Two weakly congruent issues
Let us consider another example slightly more carefully and look at the case of two weakly coupled issues as shown in the middle in Fig. 4. The overlap in the evaluative structure indicates that a slightly positive relation between the opinions will result from such interdependencies. In terms of homophily, we consider now the Manhattan distance in the two-dimensional opinion space and assume that argument exchange takes place only if the \(|o_s(1)-o_r(1)| + |o_s(2)-o_r(2)| \leq \beta\). The opinion distribution after 1000 iterations is shown in Fig. 8 for \(\beta\) ranging from zero to five.

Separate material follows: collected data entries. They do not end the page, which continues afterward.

#![doc = r#"
# beacon-transport-tcp

## 设计动机（Why）
- **定位**：该 crate 提供 beacon 契约在 Tokio 运行时上的最小 TCP
  服务端实现，封装绑定、接受、每连接链路装配与批量读写。
- **架构角色**：消费 `beacon-core` 的配置、回调与流控契约；事件
  驱动的多路复用（epoll/kqueue）、缓冲分配与套接字系统调用全部
  交给 Tokio 与 `socket2`，本 crate 不重造反应器。
- **设计理念**：强调“批次边界”与“错误归类”——入站按就绪事件批量
  读取、出站在批次收尾统一刷新（聚集写）；全部失败路径映射为
  `beacon-core` 的稳定错误域。

## 核心契约（What）
- **引导**：[`ServerBootstrap::bind`] 解析目标（IP/DNS/Unix 域）、
  应用 `SO_REUSEADDR` 与监听积压、接受侧落地 `TCP_NODELAY`，成功
  后返回 [`ListeningChannel`]；
- **门面**：[`TcpServer::listen`] 把引导调度到后台任务，返回恰好
  解析一次的 [`StartFuture`]；服务器停止由监听通道的完成信号单独
  表达；
- **流控**：出站积压越过高水位即暂停入站读取，排水至低水位之下
  恢复；内核接收缓冲在暂停期间兜住未读字节，数据不丢失；
- **连接**：[`TcpConnection`] 句柄与套接字资源分离，回调在所属
  IO 任务上串行执行，单连接内保持到达序。

## 风险与考量（Trade-offs）
- **单任务连接模型**：每连接一个任务换取无锁的回调串行化；回调内
  禁止阻塞 IO，否则会饿死该任务上的后续批次；
- **关闭语义**：监听通道关闭只停止接受新连接，既有连接独立存续；
  全部通道句柄被丢弃时接受循环同样退出，避免无主监听器。
"#]

mod bootstrap;
mod channel;
mod pipeline;
mod server;
mod util;

pub use bootstrap::ServerBootstrap;
pub use channel::{ListeningChannel, TcpConnection};
pub use server::{StartFuture, StartResult, TcpServer};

We observe two interesting transitions in this case. First, if \(\beta\) is small (here if \(\beta \leq 2\)), distributions emerge in which the neutral positions on the two issues are more and more sparsely occupied. This is compatible with the analysis of the 2D bounded confidence model by Lorenz (2003). Especially the case of \(\beta = 1\) shows that there may be several highly populated configurations of opinions arranged elliptically around the center. As opposed to the previous case of homophily with respect to a single issue, a more fragmented opinion profile is observed for small \(\beta\) if the two issues are taken into consideration for homophily. This means that despite the positive coupling of the two issues, groups of agents may adopt a negative stance on one and a positive opinion on the other issue. As shown in the last row of Fig. 10 the shape of this depends on the strength of the evaluative overlap between the two issues.
As the influence threshold increases beyond \(\beta = 2\) a different pattern emerges which is more closely related to a typical bi-polarized opinion distribution. Two groups emerge that develop consistently opposing standpoints on the two issues with negative or positive opinions regarding both issues. Notice that for \(\beta = 4\) the distribution along this negative/negative to positive/positive dimension is much more flat and intermediate neutral opinions are still present after 1000 iterations. While a polarized state is stable for \(\beta = 2\) it becomes a transient phenomena for \(\beta = 4\).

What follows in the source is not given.